▶
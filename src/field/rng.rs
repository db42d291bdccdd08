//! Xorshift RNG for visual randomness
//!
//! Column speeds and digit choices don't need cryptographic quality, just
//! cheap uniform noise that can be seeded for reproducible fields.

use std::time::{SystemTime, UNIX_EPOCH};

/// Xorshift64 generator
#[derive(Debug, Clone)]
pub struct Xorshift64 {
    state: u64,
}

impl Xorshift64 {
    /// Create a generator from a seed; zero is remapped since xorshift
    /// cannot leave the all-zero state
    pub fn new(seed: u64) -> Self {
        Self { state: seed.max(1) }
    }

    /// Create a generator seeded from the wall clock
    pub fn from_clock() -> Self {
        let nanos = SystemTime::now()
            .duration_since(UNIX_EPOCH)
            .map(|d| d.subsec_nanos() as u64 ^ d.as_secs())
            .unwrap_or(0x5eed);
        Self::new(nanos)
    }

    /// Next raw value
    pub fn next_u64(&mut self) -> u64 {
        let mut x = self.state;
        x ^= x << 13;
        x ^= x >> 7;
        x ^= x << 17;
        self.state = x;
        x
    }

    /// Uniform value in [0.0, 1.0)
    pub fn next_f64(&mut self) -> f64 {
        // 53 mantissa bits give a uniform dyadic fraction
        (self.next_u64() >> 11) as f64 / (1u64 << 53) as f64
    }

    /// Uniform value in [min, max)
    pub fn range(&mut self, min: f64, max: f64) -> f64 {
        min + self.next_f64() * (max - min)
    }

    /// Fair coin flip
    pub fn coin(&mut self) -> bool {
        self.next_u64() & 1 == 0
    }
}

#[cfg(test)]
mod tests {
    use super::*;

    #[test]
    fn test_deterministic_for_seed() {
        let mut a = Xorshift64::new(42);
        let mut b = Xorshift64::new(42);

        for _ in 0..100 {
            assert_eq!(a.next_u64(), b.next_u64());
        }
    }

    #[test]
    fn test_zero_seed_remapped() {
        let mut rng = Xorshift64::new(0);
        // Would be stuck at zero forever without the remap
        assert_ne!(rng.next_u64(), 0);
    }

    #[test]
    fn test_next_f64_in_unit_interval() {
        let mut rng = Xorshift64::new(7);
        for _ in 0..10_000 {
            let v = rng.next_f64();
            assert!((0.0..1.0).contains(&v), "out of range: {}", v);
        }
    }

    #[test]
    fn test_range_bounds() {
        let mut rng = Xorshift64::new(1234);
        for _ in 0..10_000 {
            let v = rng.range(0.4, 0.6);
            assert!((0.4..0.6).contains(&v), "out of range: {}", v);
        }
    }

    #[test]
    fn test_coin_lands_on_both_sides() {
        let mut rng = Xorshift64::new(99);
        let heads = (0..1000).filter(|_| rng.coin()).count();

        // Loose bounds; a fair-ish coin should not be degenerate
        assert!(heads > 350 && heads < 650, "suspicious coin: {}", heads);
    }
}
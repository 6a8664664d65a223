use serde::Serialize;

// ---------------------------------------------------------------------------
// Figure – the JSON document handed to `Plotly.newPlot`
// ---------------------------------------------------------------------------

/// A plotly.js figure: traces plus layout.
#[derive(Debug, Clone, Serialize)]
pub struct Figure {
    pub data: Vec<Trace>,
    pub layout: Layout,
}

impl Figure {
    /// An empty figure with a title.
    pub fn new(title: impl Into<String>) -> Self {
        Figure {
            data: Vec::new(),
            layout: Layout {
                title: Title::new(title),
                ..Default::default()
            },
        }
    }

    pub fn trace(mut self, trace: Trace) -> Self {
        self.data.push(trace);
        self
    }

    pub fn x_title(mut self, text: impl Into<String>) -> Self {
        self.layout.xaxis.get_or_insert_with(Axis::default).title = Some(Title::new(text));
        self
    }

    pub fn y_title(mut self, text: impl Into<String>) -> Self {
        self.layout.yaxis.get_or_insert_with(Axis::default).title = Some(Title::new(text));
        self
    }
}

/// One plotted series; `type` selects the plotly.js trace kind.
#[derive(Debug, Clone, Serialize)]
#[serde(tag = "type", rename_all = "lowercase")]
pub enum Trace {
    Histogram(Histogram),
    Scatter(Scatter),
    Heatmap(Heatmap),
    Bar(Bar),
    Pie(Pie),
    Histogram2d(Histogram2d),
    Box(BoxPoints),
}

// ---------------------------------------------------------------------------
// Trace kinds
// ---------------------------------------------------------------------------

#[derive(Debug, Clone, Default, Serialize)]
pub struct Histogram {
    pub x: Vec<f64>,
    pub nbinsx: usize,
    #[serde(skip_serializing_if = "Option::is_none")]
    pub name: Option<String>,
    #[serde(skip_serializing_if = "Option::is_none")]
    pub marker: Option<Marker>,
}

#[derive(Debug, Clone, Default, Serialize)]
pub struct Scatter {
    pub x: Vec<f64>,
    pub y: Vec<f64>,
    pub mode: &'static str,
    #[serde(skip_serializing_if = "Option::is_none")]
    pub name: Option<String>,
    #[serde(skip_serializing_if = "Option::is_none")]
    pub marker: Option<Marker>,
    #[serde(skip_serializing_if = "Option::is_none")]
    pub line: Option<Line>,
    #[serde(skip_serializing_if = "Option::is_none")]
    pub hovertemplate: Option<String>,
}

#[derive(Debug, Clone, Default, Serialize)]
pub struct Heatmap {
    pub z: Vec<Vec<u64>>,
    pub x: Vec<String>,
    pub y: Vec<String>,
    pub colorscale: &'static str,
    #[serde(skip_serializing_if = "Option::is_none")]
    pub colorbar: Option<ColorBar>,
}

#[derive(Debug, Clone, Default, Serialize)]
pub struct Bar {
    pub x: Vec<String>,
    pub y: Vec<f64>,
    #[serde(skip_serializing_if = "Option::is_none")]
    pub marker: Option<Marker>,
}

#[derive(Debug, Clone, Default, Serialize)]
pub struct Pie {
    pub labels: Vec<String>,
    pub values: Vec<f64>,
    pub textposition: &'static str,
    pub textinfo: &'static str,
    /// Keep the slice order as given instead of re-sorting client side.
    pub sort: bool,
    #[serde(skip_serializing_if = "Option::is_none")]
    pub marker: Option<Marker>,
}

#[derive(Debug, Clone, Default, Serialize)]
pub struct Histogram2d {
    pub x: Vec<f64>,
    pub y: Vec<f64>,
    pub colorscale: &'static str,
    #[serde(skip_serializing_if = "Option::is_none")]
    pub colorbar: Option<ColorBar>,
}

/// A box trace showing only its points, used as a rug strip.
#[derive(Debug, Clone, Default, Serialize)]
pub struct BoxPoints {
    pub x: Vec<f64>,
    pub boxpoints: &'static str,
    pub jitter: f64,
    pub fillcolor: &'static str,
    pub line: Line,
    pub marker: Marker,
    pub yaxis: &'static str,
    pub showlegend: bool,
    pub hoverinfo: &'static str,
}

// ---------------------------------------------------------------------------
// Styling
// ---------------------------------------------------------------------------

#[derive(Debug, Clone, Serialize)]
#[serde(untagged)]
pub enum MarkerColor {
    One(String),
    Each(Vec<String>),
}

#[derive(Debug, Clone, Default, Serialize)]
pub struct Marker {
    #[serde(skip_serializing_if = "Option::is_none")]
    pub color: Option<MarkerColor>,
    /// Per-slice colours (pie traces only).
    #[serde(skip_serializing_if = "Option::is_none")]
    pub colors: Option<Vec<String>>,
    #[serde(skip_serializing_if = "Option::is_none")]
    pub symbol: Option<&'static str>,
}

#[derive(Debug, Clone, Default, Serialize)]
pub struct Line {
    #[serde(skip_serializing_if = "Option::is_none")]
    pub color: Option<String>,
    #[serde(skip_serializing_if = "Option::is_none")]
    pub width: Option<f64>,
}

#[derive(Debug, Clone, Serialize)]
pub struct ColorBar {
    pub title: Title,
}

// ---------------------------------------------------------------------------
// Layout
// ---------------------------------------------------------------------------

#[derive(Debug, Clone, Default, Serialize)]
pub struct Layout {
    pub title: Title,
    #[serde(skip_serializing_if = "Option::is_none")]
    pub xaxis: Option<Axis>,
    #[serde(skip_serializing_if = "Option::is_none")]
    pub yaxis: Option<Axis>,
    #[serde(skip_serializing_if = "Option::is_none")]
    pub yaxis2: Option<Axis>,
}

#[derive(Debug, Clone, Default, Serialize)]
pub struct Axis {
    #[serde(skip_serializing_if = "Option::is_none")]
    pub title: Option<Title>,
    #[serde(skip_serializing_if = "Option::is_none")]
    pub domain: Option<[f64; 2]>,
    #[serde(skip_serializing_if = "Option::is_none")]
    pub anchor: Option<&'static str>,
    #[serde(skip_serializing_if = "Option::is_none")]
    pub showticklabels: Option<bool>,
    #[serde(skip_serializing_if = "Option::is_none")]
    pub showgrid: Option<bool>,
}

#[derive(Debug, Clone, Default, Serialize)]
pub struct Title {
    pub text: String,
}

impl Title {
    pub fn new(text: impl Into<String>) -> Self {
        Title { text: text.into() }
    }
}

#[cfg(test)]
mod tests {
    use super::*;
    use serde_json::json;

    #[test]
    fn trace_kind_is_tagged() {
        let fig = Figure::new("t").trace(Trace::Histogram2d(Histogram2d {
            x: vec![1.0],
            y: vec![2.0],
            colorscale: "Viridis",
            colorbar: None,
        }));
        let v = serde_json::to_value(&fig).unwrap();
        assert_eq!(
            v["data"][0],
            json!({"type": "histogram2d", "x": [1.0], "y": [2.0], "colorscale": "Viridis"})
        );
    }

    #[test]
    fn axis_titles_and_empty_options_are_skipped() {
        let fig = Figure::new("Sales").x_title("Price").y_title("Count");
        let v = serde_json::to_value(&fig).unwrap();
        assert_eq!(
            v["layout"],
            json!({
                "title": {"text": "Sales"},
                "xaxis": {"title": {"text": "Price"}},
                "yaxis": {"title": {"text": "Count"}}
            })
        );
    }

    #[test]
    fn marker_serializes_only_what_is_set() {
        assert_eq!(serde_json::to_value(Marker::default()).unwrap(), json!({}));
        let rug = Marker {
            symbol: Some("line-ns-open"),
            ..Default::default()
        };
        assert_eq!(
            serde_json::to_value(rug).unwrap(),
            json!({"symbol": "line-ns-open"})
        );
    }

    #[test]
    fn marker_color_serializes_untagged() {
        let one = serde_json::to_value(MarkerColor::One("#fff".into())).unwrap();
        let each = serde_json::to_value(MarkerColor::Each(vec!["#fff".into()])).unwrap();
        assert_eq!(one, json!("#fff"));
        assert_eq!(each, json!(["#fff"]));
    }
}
◀
**TASK BRIEF**
Type out again, exactly as written, the lines from the beginning of the material through the one containing "remapped since xorshift".

**PROBLEM SOLUTION**
filename src/field/rng.rs
repository db42d291bdccdd08
//! Xorshift RNG for visual randomness
//!
//! Column speeds and digit choices don't need cryptographic quality, just
//! cheap uniform noise that can be seeded for reproducible fields.

use std::time::{SystemTime, UNIX_EPOCH};

/// Xorshift64 generator
#[derive(Debug, Clone)]
pub struct Xorshift64 {
    state: u64,
}

impl Xorshift64 {
    /// Create a generator from a seed; zero is remapped since xorshift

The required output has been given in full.